Data excerpts:
-*-*-

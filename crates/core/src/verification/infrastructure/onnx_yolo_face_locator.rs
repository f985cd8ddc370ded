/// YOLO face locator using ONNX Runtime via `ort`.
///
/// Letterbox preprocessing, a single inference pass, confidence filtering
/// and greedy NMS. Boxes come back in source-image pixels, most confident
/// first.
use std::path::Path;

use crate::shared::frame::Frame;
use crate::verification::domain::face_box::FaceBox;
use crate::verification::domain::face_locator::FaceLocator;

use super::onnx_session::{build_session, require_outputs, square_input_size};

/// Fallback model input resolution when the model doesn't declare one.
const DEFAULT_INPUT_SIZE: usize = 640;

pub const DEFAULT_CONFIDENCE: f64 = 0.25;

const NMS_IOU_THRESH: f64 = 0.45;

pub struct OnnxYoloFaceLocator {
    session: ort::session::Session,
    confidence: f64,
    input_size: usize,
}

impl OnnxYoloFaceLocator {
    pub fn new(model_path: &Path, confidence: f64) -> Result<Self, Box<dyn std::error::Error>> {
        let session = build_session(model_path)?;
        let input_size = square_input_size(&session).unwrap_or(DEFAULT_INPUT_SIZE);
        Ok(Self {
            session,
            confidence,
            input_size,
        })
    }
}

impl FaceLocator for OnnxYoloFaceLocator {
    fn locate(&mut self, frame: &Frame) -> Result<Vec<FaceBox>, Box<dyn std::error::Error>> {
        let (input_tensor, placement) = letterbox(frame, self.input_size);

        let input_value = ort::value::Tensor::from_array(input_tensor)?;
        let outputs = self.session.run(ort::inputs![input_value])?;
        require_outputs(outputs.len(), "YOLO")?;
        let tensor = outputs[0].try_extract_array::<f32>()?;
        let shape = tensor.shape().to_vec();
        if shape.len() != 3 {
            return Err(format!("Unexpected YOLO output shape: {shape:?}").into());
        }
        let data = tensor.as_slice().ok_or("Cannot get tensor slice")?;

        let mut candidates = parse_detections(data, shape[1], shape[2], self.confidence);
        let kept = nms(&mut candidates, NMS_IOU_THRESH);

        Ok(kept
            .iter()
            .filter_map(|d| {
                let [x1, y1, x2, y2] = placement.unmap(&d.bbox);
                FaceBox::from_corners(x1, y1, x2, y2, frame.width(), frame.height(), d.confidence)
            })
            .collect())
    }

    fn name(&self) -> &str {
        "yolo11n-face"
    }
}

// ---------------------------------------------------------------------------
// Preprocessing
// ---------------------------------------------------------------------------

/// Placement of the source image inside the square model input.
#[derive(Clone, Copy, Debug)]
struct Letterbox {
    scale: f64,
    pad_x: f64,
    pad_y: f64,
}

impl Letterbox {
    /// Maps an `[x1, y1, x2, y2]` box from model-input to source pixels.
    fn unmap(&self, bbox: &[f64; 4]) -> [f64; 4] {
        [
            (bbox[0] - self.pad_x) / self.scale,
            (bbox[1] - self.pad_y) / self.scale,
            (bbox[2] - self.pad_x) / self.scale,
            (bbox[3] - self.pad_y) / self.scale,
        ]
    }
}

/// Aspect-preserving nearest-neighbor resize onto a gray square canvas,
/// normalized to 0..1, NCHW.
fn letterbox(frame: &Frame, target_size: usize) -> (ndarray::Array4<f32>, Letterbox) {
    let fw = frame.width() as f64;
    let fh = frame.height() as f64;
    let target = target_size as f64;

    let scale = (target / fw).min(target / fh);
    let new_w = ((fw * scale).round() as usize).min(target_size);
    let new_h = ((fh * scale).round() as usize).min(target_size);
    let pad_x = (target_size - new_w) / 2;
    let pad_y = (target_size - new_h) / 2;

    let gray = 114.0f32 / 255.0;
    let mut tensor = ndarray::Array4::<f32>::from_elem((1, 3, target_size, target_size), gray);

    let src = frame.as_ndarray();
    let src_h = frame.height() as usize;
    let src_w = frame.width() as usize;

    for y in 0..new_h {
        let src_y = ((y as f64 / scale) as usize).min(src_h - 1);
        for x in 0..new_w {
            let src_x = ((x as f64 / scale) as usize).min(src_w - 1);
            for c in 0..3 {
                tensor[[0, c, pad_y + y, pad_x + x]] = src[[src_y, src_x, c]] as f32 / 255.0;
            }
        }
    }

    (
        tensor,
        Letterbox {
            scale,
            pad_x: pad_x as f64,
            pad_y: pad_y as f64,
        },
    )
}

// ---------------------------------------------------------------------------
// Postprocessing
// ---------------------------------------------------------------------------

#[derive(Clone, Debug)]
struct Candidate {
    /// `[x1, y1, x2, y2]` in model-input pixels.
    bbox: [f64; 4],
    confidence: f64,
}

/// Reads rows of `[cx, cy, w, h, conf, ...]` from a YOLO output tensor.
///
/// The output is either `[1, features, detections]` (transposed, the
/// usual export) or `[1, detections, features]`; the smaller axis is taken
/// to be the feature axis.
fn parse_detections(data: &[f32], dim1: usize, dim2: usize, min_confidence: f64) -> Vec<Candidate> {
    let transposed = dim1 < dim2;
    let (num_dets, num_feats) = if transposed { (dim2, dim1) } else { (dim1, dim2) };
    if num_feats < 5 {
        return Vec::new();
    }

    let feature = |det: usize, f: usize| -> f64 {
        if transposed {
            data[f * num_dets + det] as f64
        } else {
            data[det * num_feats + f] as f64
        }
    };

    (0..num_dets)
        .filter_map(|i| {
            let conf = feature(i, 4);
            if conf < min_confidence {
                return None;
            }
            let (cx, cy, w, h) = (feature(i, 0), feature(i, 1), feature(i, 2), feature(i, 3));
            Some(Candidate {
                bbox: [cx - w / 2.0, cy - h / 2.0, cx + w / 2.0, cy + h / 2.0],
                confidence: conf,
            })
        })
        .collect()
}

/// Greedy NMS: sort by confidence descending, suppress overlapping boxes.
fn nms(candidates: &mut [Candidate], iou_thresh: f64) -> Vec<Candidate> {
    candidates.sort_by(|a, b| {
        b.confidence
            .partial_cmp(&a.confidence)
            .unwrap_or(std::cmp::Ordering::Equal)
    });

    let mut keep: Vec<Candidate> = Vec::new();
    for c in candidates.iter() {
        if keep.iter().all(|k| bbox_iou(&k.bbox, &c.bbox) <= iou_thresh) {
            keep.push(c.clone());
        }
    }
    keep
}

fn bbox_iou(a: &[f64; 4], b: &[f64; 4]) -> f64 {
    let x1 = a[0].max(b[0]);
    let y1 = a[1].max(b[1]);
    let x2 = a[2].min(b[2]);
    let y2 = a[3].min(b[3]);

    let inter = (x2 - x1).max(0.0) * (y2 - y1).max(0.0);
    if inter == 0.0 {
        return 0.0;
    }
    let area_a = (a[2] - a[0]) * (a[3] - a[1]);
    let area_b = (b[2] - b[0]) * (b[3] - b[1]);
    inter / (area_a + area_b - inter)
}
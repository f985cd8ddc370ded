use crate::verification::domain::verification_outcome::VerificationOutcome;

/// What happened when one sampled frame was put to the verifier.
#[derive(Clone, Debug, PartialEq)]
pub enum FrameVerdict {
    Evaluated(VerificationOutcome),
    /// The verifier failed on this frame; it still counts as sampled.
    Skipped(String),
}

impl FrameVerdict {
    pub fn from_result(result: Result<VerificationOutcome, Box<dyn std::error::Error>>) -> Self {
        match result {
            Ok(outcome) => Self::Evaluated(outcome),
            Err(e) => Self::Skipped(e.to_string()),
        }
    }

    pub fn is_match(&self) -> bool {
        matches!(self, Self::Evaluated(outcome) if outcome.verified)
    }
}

-*-*-

Work order
Which lines in the records above contain the string "axis"? Copy them.

Output for this exercise
/// usual export) or `[1, detections, features]`; the smaller axis is taken
/// to be the feature axis.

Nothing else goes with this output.